When you’re training hard—especially during hypertrophy phases—nutrition isn't just about "eating clean." It’s about strategic fueling. You need high-quality protein to repair muscle tissue and complex carbohydrates to replenish glycogen stores.
This Mediterranean Power Bowl is a staple in the Elizabeth DeHart Fitness kitchen because it’s meal-prep friendly, incredibly flavorful, and hits the perfect macro-nutrient balance to keep you full and energized.
Why This Works
Chicken Breast: A lean, complete protein source containing all essential amino acids.
Quinoa: A complex carb that provides sustained energy without the "crash."
Greek Yogurt (Tzatziki): Adds an extra punch of protein while providing probiotics for gut health.
The Recipe (Serves 4)
Ingredients
The Protein:
1.5 lbs Chicken Breast, cut into 1-inch cubes
1 tbsp Olive Oil
1 tbsp Dried Oregano
1 tsp Smoked Paprika
Salt and Pepper to taste
The Power Base:
2 cups Cooked Quinoa
4 cups Chopped Kale or Baby Spinach
The Toppings:
1 cup Cherry Tomatoes, halved
1 large Cucumber, diced
1/4 cup Red Onion, thinly sliced
1/4 cup Feta Cheese (optional)
High-Protein Tzatziki Sauce:
1 cup Plain Non-fat Greek Yogurt
1/2 Cucumber, grated and squeezed dry
2 cloves Garlic, minced
Juice of 1/2 Lemon
1 tbsp Fresh Dill, chopped
Instructions
Prep the Sauce: In a small bowl, combine all Tzatziki ingredients. Let it sit in the fridge for at least 30 minutes—this allows the garlic and lemon to meld with the yogurt.
Cook the Chicken: Heat olive oil in a large skillet over medium-high heat. Toss the chicken in the oregano, paprika, salt, and pepper. Cook for 6–8 minutes or until the internal temperature reaches 165∘F.
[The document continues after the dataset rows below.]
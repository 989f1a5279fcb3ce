//! Key-value store contract.

use crate::db::DbError;
use std::error::Error;
use std::fmt::{Display, Formatter};

pub type StoreResult<T> = Result<T, StoreError>;

/// Failure of the underlying key-value backend.
#[derive(Debug)]
pub enum StoreError {
    Db(DbError),
    /// Backing table is absent; the connection skipped migrations.
    MissingTable(&'static str),
    /// Backend refused the write (used by the in-memory store).
    WriteRejected(String),
}

impl Display for StoreError {
    fn fmt(&self, f: &mut Formatter<'_>) -> std::fmt::Result {
        match self {
            Self::Db(err) => write!(f, "{err}"),
            Self::MissingTable(table) => write!(f, "store table `{table}` is missing"),
            Self::WriteRejected(message) => write!(f, "store write rejected: {message}"),
        }
    }
}

impl Error for StoreError {
    fn source(&self) -> Option<&(dyn Error + 'static)> {
        match self {
            Self::Db(err) => Some(err),
            Self::MissingTable(_) | Self::WriteRejected(_) => None,
        }
    }
}

impl From<DbError> for StoreError {
    fn from(value: DbError) -> Self {
        Self::Db(value)
    }
}

impl From<rusqlite::Error> for StoreError {
    fn from(value: rusqlite::Error) -> Self {
        Self::Db(DbError::Sqlite(value))
    }
}

/// String-keyed store of serialized values.
pub trait KeyValueStore {
    fn get(&self, key: &str) -> StoreResult<Option<String>>;

    /// Writes all entries or none of them.
    fn put_many(&self, entries: &[(&str, String)]) -> StoreResult<()>;

    /// Removes keys; missing keys are ignored.
    fn remove_many(&self, keys: &[&str]) -> StoreResult<()>;

    fn put(&self, key: &str, value: String) -> StoreResult<()> {
        self.put_many(&[(key, value)])
    }

    fn remove(&self, key: &str) -> StoreResult<()> {
        self.remove_many(&[key])
    }
}

impl<T: KeyValueStore + ?Sized> KeyValueStore for &T {
    fn get(&self, key: &str) -> StoreResult<Option<String>> {
        (**self).get(key)
    }

    fn put_many(&self, entries: &[(&str, String)]) -> StoreResult<()> {
        (**self).put_many(entries)
    }

    fn remove_many(&self, keys: &[&str]) -> StoreResult<()> {
        (**self).remove_many(keys)
    }
}
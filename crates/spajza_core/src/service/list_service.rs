//! List/category state manager.
//!
//! # Responsibility
//! - Hold the single in-memory collection for one session.
//! - Expose add/remove/update/toggle operations over products and categories.
//! - Persist and schedule a mirror push exactly once per logical change.
//!
//! # Invariants
//! - Mutations are synchronous; network work only happens on the push queue.
//! - Failed preconditions (`ListError`) leave the collection untouched.
//! - The in-memory collection is always normalized (no orphan categories).

use crate::model::collection::{Collection, FALLBACK_CATEGORY};
use crate::model::product::{normalize_quantity, Product, ProductId, ProductStatus};
use crate::service::transfer::{export_collection, parse_import, ImportError};
use crate::service::view::{
    filtered_view, group_by_category, shopping_list_text, CategoryGroup, ViewTab,
};
use crate::store::collection_store::CollectionStore;
use crate::store::kv::KeyValueStore;
use crate::sync::mirror::MirrorPayload;
use crate::sync::push_queue::PushQueue;
use crate::sync::reconcile::reconcile;
use log::{info, warn};
use std::error::Error;
use std::fmt::{Display, Formatter};

/// Rejected list operation.
#[derive(Debug, Clone, PartialEq, Eq)]
pub enum ListError {
    /// Product name is blank after trimming.
    EmptyName,
    /// Category still referenced by products.
    CategoryInUse {
        category: String,
        product_count: usize,
    },
    CategoryNotFound(String),
    Import(ImportError),
}

impl Display for ListError {
    fn fmt(&self, f: &mut Formatter<'_>) -> std::fmt::Result {
        match self {
            Self::EmptyName => write!(f, "product name cannot be empty"),
            Self::CategoryInUse {
                category,
                product_count,
            } => write!(
                f,
                "category `{category}` still contains {product_count} product(s)"
            ),
            Self::CategoryNotFound(category) => write!(f, "category not found: `{category}`"),
            Self::Import(err) => write!(f, "{err}"),
        }
    }
}

impl Error for ListError {
    fn source(&self) -> Option<&(dyn Error + 'static)> {
        match self {
            Self::Import(err) => Some(err),
            _ => None,
        }
    }
}

impl From<ImportError> for ListError {
    fn from(value: ImportError) -> Self {
        Self::Import(value)
    }
}

/// Whether a commit should be mirrored.
#[derive(Debug, Clone, Copy, PartialEq, Eq)]
enum Propagation {
    Mirror,
    LocalOnly,
}

/// Owner of the session's collection.
pub struct ListService<S: KeyValueStore> {
    store: CollectionStore<S>,
    collection: Collection,
    push_queue: Option<PushQueue>,
}

impl<S: KeyValueStore> ListService<S> {
    /// Loads the persisted collection (seed on first run).
    pub fn open(kv: S) -> Self {
        let store = CollectionStore::new(kv);
        let collection = store.load();
        Self {
            store,
            collection,
            push_queue: None,
        }
    }

    /// Mirrors every following mutation through `queue`.
    pub fn attach_mirror(&mut self, queue: PushQueue) {
        self.push_queue = Some(queue);
    }

    pub fn collection(&self) -> &Collection {
        &self.collection
    }

    pub fn product(&self, id: &ProductId) -> Option<&Product> {
        self.collection.product(id)
    }

    pub fn categories(&self) -> &[String] {
        &self.collection.categories
    }

    pub fn view(&self, tab: ViewTab, search: &str) -> Vec<&Product> {
        filtered_view(&self.collection, tab, search)
    }

    pub fn grouped_view(&self, tab: ViewTab, search: &str) -> Vec<CategoryGroup<'_>> {
        group_by_category(&self.view(tab, search))
    }

    pub fn shopping_list_text(&self) -> String {
        shopping_list_text(&self.collection)
    }

    pub fn export_text(&self) -> Result<String, serde_json::Error> {
        export_collection(&self.collection)
    }

    /// Adds a `needed` product and returns its fresh id.
    ///
    /// # Contract
    /// - Blank names are rejected with `ListError::EmptyName`.
    /// - Blank quantity is stored as unset.
    /// - An unknown category is replaced by the fallback category.
    pub fn add_product(
        &mut self,
        name: &str,
        quantity: Option<&str>,
        category: &str,
    ) -> Result<ProductId, ListError> {
        let name = name.trim();
        if name.is_empty() {
            return Err(ListError::EmptyName);
        }

        let mut next = self.collection.clone();
        let category = if next.has_category(category.trim()) {
            category.trim()
        } else {
            if !next.has_category(FALLBACK_CATEGORY) {
                next.categories.push(FALLBACK_CATEGORY.to_string());
            }
            FALLBACK_CATEGORY
        };

        let mut product = Product::new(name, category);
        product.quantity = quantity.and_then(normalize_quantity);
        let id = product.id.clone();
        next.products.push(product);

        self.commit("product_add", next, Propagation::Mirror);
        Ok(id)
    }

    /// Flips `needed` ↔ `stocked`. `None` when `id` is unknown.
    pub fn toggle_status(&mut self, id: &ProductId) -> Option<ProductStatus> {
        let mut next = self.collection.clone();
        let product = next.products.iter_mut().find(|product| &product.id == id)?;
        product.status = product.status.toggled();
        let status = product.status;

        self.commit("product_toggle", next, Propagation::Mirror);
        Some(status)
    }

    /// Replaces the quantity text; blank clears it. `false` when `id` is unknown.
    pub fn update_quantity(&mut self, id: &ProductId, text: &str) -> bool {
        let mut next = self.collection.clone();
        let Some(product) = next.products.iter_mut().find(|product| &product.id == id) else {
            return false;
        };
        product.quantity = normalize_quantity(text);

        self.commit("product_quantity", next, Propagation::Mirror);
        true
    }

    /// Removes a product. Callers confirm with the user first.
    pub fn delete_product(&mut self, id: &ProductId) -> Option<Product> {
        let mut next = self.collection.clone();
        let index = next.products.iter().position(|product| &product.id == id)?;
        let removed = next.products.remove(index);

        self.commit("product_delete", next, Propagation::Mirror);
        Some(removed)
    }

    /// Appends a category. `false` when blank or already present.
    pub fn add_category(&mut self, name: &str) -> bool {
        let name = name.trim();
        if name.is_empty() || self.collection.has_category(name) {
            return false;
        }

        let mut next = self.collection.clone();
        next.categories.push(name.to_string());
        self.commit("category_add", next, Propagation::Mirror);
        true
    }

    /// Removes an unreferenced category. Callers confirm with the user first.
    pub fn delete_category(&mut self, name: &str) -> Result<(), ListError> {
        let Some(index) = self.collection.category_position(name) else {
            return Err(ListError::CategoryNotFound(name.to_string()));
        };
        let product_count = self.collection.products_in_category(name);
        if product_count > 0 {
            return Err(ListError::CategoryInUse {
                category: name.to_string(),
                product_count,
            });
        }

        let mut next = self.collection.clone();
        next.categories.remove(index);
        self.commit("category_delete", next, Propagation::Mirror);
        Ok(())
    }

    /// Overwrites the whole collection with local data (e.g. a restore).
    pub fn replace_all(&mut self, collection: Collection) {
        let (next, _) = collection.normalized();
        self.commit("collection_replace", next, Propagation::Mirror);
    }

    /// Applies a mirror pull. The result is not pushed back.
    pub fn apply_remote(&mut self, payload: MirrorPayload) {
        let next = reconcile(&self.collection, payload);
        self.commit("collection_pull", next, Propagation::LocalOnly);
    }

    /// Replaces everything with backup text. Callers confirm first.
    ///
    /// # Errors
    /// - `ListError::Import` for invalid text; the collection is untouched.
    pub fn import_text(&mut self, text: &str) -> Result<(), ListError> {
        let next = parse_import(text, &self.collection)?;
        self.commit("collection_import", next, Propagation::Mirror);
        Ok(())
    }

    /// Deletes the persisted snapshot and returns to seed data.
    ///
    /// Local only: the mirror keeps its copy until the next edit.
    /// Returns `false` when the delete failed; the collection is then kept
    /// so memory and store stay identical.
    pub fn reset(&mut self) -> bool {
        if !self.store.reset() {
            warn!("event=collection_reset module=service status=error kept_current=true");
            return false;
        }
        self.collection = Collection::seed();
        info!("event=collection_reset module=service status=ok");
        true
    }

    fn commit(&mut self, operation: &'static str, next: Collection, propagation: Propagation) {
        self.collection = next;
        let persisted = self.store.save(&self.collection);

        let mirrored = match (&self.push_queue, propagation) {
            (Some(queue), Propagation::Mirror) => {
                queue.schedule(self.collection.clone());
                true
            }
            _ => false,
        };

        info!(
            "event={operation} module=service status=ok products={} categories={} persisted={persisted} mirrored={mirrored}",
            self.collection.products.len(),
            self.collection.categories.len()
        );
    }
}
Assemble: Divide the greens and quinoa into four bowls. Top with the cooked chicken, fresh vegetables, and a sprinkle of feta.
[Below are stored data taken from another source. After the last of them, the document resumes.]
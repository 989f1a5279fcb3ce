//! Manual backup import/export.
//!
//! The text format is the persisted JSON shape: `{products, categories}`.
//! Import is all-or-nothing and reuses the mirror reconciliation policy.

use crate::model::collection::Collection;
use crate::sync::mirror::MirrorPayload;
use crate::sync::reconcile::reconcile;
use std::error::Error;
use std::fmt::{Display, Formatter};

/// Import text could not be turned into a collection.
#[derive(Debug, Clone, PartialEq, Eq)]
pub enum ImportError {
    /// Not JSON at all.
    InvalidJson(String),
    /// JSON, but without a usable `products` array.
    InvalidShape(String),
}

impl Display for ImportError {
    fn fmt(&self, f: &mut Formatter<'_>) -> std::fmt::Result {
        match self {
            Self::InvalidJson(message) => write!(f, "import text is not valid JSON: {message}"),
            Self::InvalidShape(message) => {
                write!(f, "import data has an unsupported format: {message}")
            }
        }
    }
}

impl Error for ImportError {}

/// Serializes `collection` into backup text.
pub fn export_collection(collection: &Collection) -> Result<String, serde_json::Error> {
    serde_json::to_string(collection)
}

/// Parses backup text into the collection that replaces `local`.
///
/// # Contract
/// - `products` is required; `categories` is optional and defaults to the
///   local set.
/// - Orphaned product categories move to the fallback category.
pub fn parse_import(text: &str, local: &Collection) -> Result<Collection, ImportError> {
    let value: serde_json::Value =
        serde_json::from_str(text.trim()).map_err(|err| ImportError::InvalidJson(err.to_string()))?;
    let payload: MirrorPayload =
        serde_json::from_value(value).map_err(|err| ImportError::InvalidShape(err.to_string()))?;
    Ok(reconcile(local, payload))
}

#[cfg(test)]
mod tests {
    use super::{export_collection, parse_import, ImportError};
    use crate::model::collection::Collection;

    #[test]
    fn export_then_import_reproduces_collection() {
        let collection = Collection::seed();
        let text = export_collection(&collection).unwrap();
        let imported = parse_import(&text, &Collection::default()).unwrap();
        assert_eq!(imported, collection);
    }

    #[test]
    fn export_uses_persisted_field_names() {
        let text = export_collection(&Collection::seed()).unwrap();
        let value: serde_json::Value = serde_json::from_str(&text).unwrap();
        assert!(value["products"].is_array());
        assert!(value["categories"].is_array());
        assert_eq!(value["products"][0]["quantity"], "2ks");
    }

    #[test]
    fn garbage_is_a_json_error() {
        let err = parse_import("nie je to json", &Collection::seed()).unwrap_err();
        assert!(matches!(err, ImportError::InvalidJson(_)));
    }

    #[test]
    fn json_without_products_is_a_shape_error() {
        for text in [r#"{"categories":["A"]}"#, "[]", r#"{"products":"many"}"#] {
            let err = parse_import(text, &Collection::seed()).unwrap_err();
            assert!(matches!(err, ImportError::InvalidShape(_)), "{text}");
        }
    }

    #[test]
    fn missing_categories_keep_local_set() {
        let local = Collection::seed();
        let imported = parse_import(r#"{"products":[]}"#, &local).unwrap();
        assert!(imported.products.is_empty());
        assert_eq!(imported.categories, local.categories);
    }
}
//! Shopping-list domain model.
//!
//! # Responsibility
//! - Define the product record and the paired collection snapshot.
//! - Own the seed data used on first run and after corrupt loads.
//!
//! # Invariants
//! - Every product is identified by a stable `ProductId`.
//! - Products and categories are always persisted and synced together.

pub mod collection;
pub mod product;
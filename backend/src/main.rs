//! specsplit CLI - extract embedded coefficients from specification files
//!
//! # Main Commands
//!
//! ```bash
//! specsplit convert input.csv      # Write spec.csv and coefficients.csv
//! specsplit serve                  # Start HTTP server (port 3000)
//! ```
//!
//! # Debug Commands
//!
//! ```bash
//! specsplit parse input.csv        # Show the loaded table as JSON
//! specsplit labels "Walk time"     # Show derived labels
//! ```

use clap::{Parser, Subcommand};
use specsplit::api::logs::{log_info_indent, log_success};
use specsplit::{
    convert_to_files, normalize_labels, parse_csv_file, transform::pipeline::format_delimiter,
    ConvertOptions, COEFFICIENTS_FILE_NAME, SPEC_FILE_NAME,
};
use std::fs;
use std::io::BufRead;
use std::path::{Path, PathBuf};

#[derive(Parser)]
#[command(name = "specsplit")]
#[command(about = "Split utility specification files into spec and coefficients tables", long_about = None)]
struct Cli {
    #[command(subcommand)]
    command: Commands,
}

#[derive(Subcommand)]
enum Commands {
    /// Convert a specification with literal coefficients
    Convert {
        /// Input CSV file
        input: PathBuf,

        /// CSV delimiter (auto-detect if not specified)
        #[arg(short, long)]
        delimiter: Option<char>,

        /// Directory for both outputs (default: the input's directory)
        #[arg(long)]
        out_dir: Option<PathBuf>,

        /// Specification output file (default: <out-dir>/spec.csv)
        #[arg(long)]
        spec_out: Option<PathBuf>,

        /// Coefficients output file (default: <out-dir>/coefficients.csv)
        #[arg(long)]
        coefficients_out: Option<PathBuf>,

        /// Prefix of generated labels
        #[arg(long, default_value = "util_")]
        label_prefix: String,

        /// Keep rows without coefficients in the specification output
        #[arg(long)]
        keep_empty_rows: bool,
    },

    /// Print the labels derived from descriptions (reads stdin lines if none given)
    Labels {
        /// Descriptions to normalize
        descriptions: Vec<String>,
    },

    /// Load a specification file and output it as JSON
    Parse {
        /// Input CSV file
        input: PathBuf,

        /// CSV delimiter (auto-detect if not specified)
        #[arg(short, long)]
        delimiter: Option<char>,

        /// Output file (default: stdout)
        #[arg(short, long)]
        output: Option<PathBuf>,
    },

    /// Start HTTP server
    Serve {
        /// Port to listen on
        #[arg(short, long, default_value = "3000")]
        port: u16,
    },
}

#[tokio::main]
async fn main() {
    let cli = Cli::parse();

    let result = match cli.command {
        Commands::Convert {
            input,
            delimiter,
            out_dir,
            spec_out,
            coefficients_out,
            label_prefix,
            keep_empty_rows,
        } => {
            let options = ConvertOptions {
                delimiter,
                label_prefix,
                keep_rows_without_coefficients: keep_empty_rows,
                ..ConvertOptions::default()
            };
            cmd_convert(
                &input,
                &options,
                out_dir.as_deref(),
                spec_out.as_deref(),
                coefficients_out.as_deref(),
            )
        }

        Commands::Labels { descriptions } => cmd_labels(descriptions),

        Commands::Parse {
            input,
            delimiter,
            output,
        } => cmd_parse(&input, delimiter, output.as_deref()),

        Commands::Serve { port } => cmd_serve(port).await,
    };

    if let Err(e) = result {
        eprintln!("❌ Error: {}", e);
        std::process::exit(1);
    }
}

fn cmd_convert(
    input: &Path,
    options: &ConvertOptions,
    out_dir: Option<&Path>,
    spec_out: Option<&Path>,
    coefficients_out: Option<&Path>,
) -> Result<(), Box<dyn std::error::Error>> {
    let dir = out_dir
        .map(Path::to_path_buf)
        .or_else(|| input.parent().map(Path::to_path_buf))
        .unwrap_or_else(|| PathBuf::from("."));
    let spec_path = spec_out.map(Path::to_path_buf).unwrap_or_else(|| dir.join(SPEC_FILE_NAME));
    let coefficients_path = coefficients_out
        .map(Path::to_path_buf)
        .unwrap_or_else(|| dir.join(COEFFICIENTS_FILE_NAME));

    for out in [&spec_path, &coefficients_path] {
        if same_file(input, out) {
            return Err(format!("refusing to overwrite input file {}", out.display()).into());
        }
    }

    if let Some(dir) = out_dir {
        fs::create_dir_all(dir)?;
    }
    let result = convert_to_files(input, options, &spec_path, &coefficients_path)?;

    log_success(format!(
        "💾 {} rows → {}",
        result.spec.rows.len(),
        spec_path.display()
    ));
    log_success(format!(
        "💾 {} coefficients ({} constrained) → {}",
        result.coefficients.len(),
        result.constrained_count,
        coefficients_path.display()
    ));
    eprintln!("\n✨ Done!");
    Ok(())
}

fn same_file(a: &Path, b: &Path) -> bool {
    match (fs::canonicalize(a), fs::canonicalize(b)) {
        (Ok(a), Ok(b)) => a == b,
        _ => false,
    }
}

fn cmd_labels(descriptions: Vec<String>) -> Result<(), Box<dyn std::error::Error>> {
    let descriptions = if descriptions.is_empty() {
        std::io::stdin().lock().lines().collect::<Result<Vec<_>, _>>()?
    } else {
        descriptions
    };

    for label in normalize_labels(&descriptions) {
        println!("{}", label);
    }
    Ok(())
}

fn cmd_parse(
    input: &Path,
    delimiter: Option<char>,
    output: Option<&Path>,
) -> Result<(), Box<dyn std::error::Error>> {
    eprintln!("📄 Parsing CSV: {}", input.display());

    let result = parse_csv_file(input, delimiter)?;

    log_success(format!("Encoding: {}", result.encoding));
    log_success(format!(
        "Delimiter: '{}'{}",
        format_delimiter(result.delimiter),
        if delimiter.is_none() { " (auto-detected)" } else { "" }
    ));
    log_success(format!("Segment columns ({}):", result.table.segment_columns.len()));
    for (i, col) in result.table.segment_columns.iter().enumerate() {
        log_info_indent(format!("[{:2}] {}", i + 1, col), 1);
    }
    log_success(format!("Parsed {} rows", result.table.rows.len()));

    let json = serde_json::to_string_pretty(&result.table)?;
    write_output(&json, output)?;

    Ok(())
}

async fn cmd_serve(port: u16) -> Result<(), Box<dyn std::error::Error>> {
    specsplit::server::start_server(port).await
}

fn write_output(content: &str, path: Option<&Path>) -> Result<(), Box<dyn std::error::Error>> {
    match path {
        Some(p) => {
            fs::write(p, content)?;
            eprintln!("💾 Output written to: {}", p.display());
        }
        None => {
            println!("{}", content);
        }
    }
    Ok(())
}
Finish: Add a generous dollop of the protein-packed Tzatziki sauce.
The Macro Breakdown
Per Serving:
Calories | Protein | Carbohydrates | Fats |
410 kcal | 45g | 32g | 12g |
Pro-Tip for Busy Weeks
This recipe is "container-friendly." You can prep the chicken, quinoa, and sauce on Sunday. Keep the fresh veggies in a separate airtight container to ensure they stay crisp, then assemble your bowl in under two minutes during your lunch break!